**Problem details:** Extract all data as written.

►

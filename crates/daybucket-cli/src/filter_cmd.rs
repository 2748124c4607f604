use std::path::Path;
use std::process::ExitCode;

use daybucket_core::tz::format_rfc3339_utc;
use daybucket_core::{CutoffMode, cutoff_for_year, filter_timeline_doc, to_yaml_string};
use serde::Serialize;
use serde_json::Value;
use tracing::info;

use crate::cli::FilterArgs;
use crate::error::{CliError, CliResult, EXIT_SUCCESS, OutputFormat, print_json};
use crate::shared::{parse_mode, read_structured, write_atomically};

#[derive(Debug, Serialize)]
struct FilterOutput {
    output: String,
    kept: usize,
    removed: usize,
    cutoff: String,
    mode: CutoffMode,
}

pub fn run_filter(args: FilterArgs, output_format: OutputFormat) -> CliResult<ExitCode> {
    let mode = parse_mode(&args.mode)?;
    let cutoff = cutoff_for_year(args.year)?;

    let mut doc: Value = read_structured(Path::new(&args.input))?;
    if !doc.is_object() {
        return Err(CliError::input(format!(
            "Expected the root of '{}' to be an object",
            args.input
        )));
    }

    let result = filter_timeline_doc(&mut doc, cutoff, mode)?;
    info!(kept = result.kept, removed = result.removed, %mode, "Filtered timeline");

    let yaml = to_yaml_string(&doc)?;
    write_atomically(Path::new(&args.output), &yaml)?;

    match output_format {
        OutputFormat::Json => print_json(&FilterOutput {
            output: args.output,
            kept: result.kept,
            removed: result.removed,
            cutoff: format_rfc3339_utc(&cutoff),
            mode,
        })?,
        OutputFormat::Text => {
            println!(
                "Wrote {}. Kept {} segments; removed {}. Cutoff={}-01-01Z mode={}",
                args.output, result.kept, result.removed, args.year, mode
            );
        }
    }

    Ok(ExitCode::from(EXIT_SUCCESS))
}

◄

**Exercise solution:**
filename crates/daybucket-cli/src/filter_cmd.rs
repository 2748124c4607f604
use std::path::Path;
use std::process::ExitCode;

use daybucket_core::tz::format_rfc3339_utc;
use daybucket_core::{CutoffMode, cutoff_for_year, filter_timeline_doc, to_yaml_string};
use serde::Serialize;
use serde_json::Value;
use tracing::info;

use crate::cli::FilterArgs;
use crate::error::{CliError, CliResult, EXIT_SUCCESS, OutputFormat, print_json};
use crate::shared::{parse_mode, read_structured, write_atomically};

#[derive(Debug, Serialize)]
struct FilterOutput {
    output: String,
    kept: usize,
    removed: usize,
    cutoff: String,
    mode: CutoffMode,
}

pub fn run_filter(args: FilterArgs, output_format: OutputFormat) -> CliResult<ExitCode> {
    let mode = parse_mode(&args.mode)?;
    let cutoff = cutoff_for_year(args.year)?;

    let mut doc: Value = read_structured(Path::new(&args.input))?;
    if !doc.is_object() {
        return Err(CliError::input(format!(
            "Expected the root of '{}' to be an object",
            args.input
        )));
    }

    let result = filter_timeline_doc(&mut doc, cutoff, mode)?;
    info!(kept = result.kept, removed = result.removed, %mode, "Filtered timeline");

    let yaml = to_yaml_string(&doc)?;
    write_atomically(Path::new(&args.output), &yaml)?;

    match output_format {
        OutputFormat::Json => print_json(&FilterOutput {
            output: args.output,
            kept: result.kept,
            removed: result.removed,
            cutoff: format_rfc3339_utc(&cutoff),
            mode,
        })?,
        OutputFormat::Text => {
            println!(
                "Wrote {}. Kept {} segments; removed {}. Cutoff={}-01-01Z mode={}",
                args.output, result.kept, result.removed, args.year, mode
            );
        }
    }

    Ok(ExitCode::from(EXIT_SUCCESS))
}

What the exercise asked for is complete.